Monster Magnet – Last Patrol
Napalm Records
All Access Rating: A-
Monster Magnet - Last Patrol 2013 |
Without Monster Magnet around to spark up their own
full-throttle brand of “stoner metal” and go joy-riding through space to seek
adventure and cruise for easy girls in the cosmos, the universe would be far less interesting.
Hedonistic space lords as magnificent as Dave Wyndorf apologize
for nothing, and with the unforgiving Last Patrol,
Monster Magnet’s latest magic carpet ride on Napalm Records, pimped out in retro amps, guitars
and trippy effects in an attempt to summon the hallucinogenic demons of their
early psychedelic-garage days, the word “sorry” cannot be found his rich vocabulary.
Exuding warm and distinctive clarity, Last
Patrol is produced with care, so that every part of this sonic space-rock
jalopy sounds brand new and forceful, even with all the miles on her.

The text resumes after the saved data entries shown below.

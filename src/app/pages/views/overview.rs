use super::ViewHeader;
use crate::app::components::{Card, KpiCard};
use crate::domain::mock::{CAMPAIGNS, DASHBOARD_KPIS};
use crate::domain::models::CampaignStatus;

use dioxus::prelude::*;

#[component]
pub fn DashboardPage() -> Element {
    let active_campaigns = CAMPAIGNS
        .iter()
        .filter(|campaign| campaign.status == CampaignStatus::Active)
        .count();
    let total_campaigns = CAMPAIGNS.len();

    rsx! {
        section { class: "c-view", "data-page": "dashboard",
            ViewHeader {
                title: "Dashboard",
                subtitle: "Performance across all connected ad accounts, last 7 days",
            }

            div { class: "c-kpi-grid",
                for kpi in DASHBOARD_KPIS.iter() {
                    KpiCard { key: "{kpi.label}", kpi: *kpi }
                }
            }

            Card { title: "Campaigns".to_string(),
                p { class: "c-view__note", "{active_campaigns} of {total_campaigns} campaigns running" }
                ul { class: "c-list",
                    for campaign in CAMPAIGNS.iter() {
                        li { key: "{campaign.name}", class: "c-list__item",
                            span { class: "c-list__primary", "{campaign.name}" }
                            span { class: campaign.status.class(), {campaign.status.label()} }
                        }
                    }
                }
            }
        }
    }
}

Housed in such a clean-running machine, this work of mind-blowing pulp fiction is full of noir-style, sci-fi
tales of obsessive torment, revenge fantasies and sexual conquest pulled from
the outer reaches of Wyndorf’s fevered imagination, and yet Last Patrol never gets lost in the stormy turbulence of its own
making. Even amid the howling chaos of wah-wah guitars, crazed distortion and crashing
drums that close the title track, Monster Magnet’s momentum-gathering riffs
drive straight through it without ever being blown off course, just as they do in “End
of Time,” another blazing garage-rock comet propelled forward with apocalyptic
urgency and NASA-like precision into swirling madness.
Painting vivid scenes with absurdist imagery and colorful language, Wyndorf talks
of stairs that lead nowhere, a man-hungry 10-foot blonde and “dead moons and chicken bones” in a commanding, if weathered, voice, as if he’s author Philip K. Dick with a
guitar. With his craggy, deep vocals, Wyndorf builds aural cinematic drama like
a musical John Ford, the ominous acoustic guitar plucking and strums in the
intros to “Paradise” and “I Live behind the Clouds” foreshadowing something
evil coming this way or a showdown of half android, half human gunfighters in a parallel futuristic
universe to Deadwood.
There is religious fervor in the stomping, hell-spawned
blues of “Hallelujah,” where Wyndorf gives a wild-eyed sermon on sin and
salvation that could make the dead rise and the righteous weep. And while the careening “Mindless
Ones” works up a furious tempest of distorted, violent energy reminiscent of those whipped up by Hawkwind, in Monster
Magnet’s disembodied hands, Donovan’s exotic “Three Kingfishers” undergoes a withering
transformation into a heavy metal odyssey of the mind, “Stay Tuned” dives
headlong into tunneling blackness and “The Duke (Of Supernature)” hitches a
ride upriver through the conga drum currents of Black Sabbath’s “Planet
Caravan.” Monster Magnet continues to go where others fear to tread.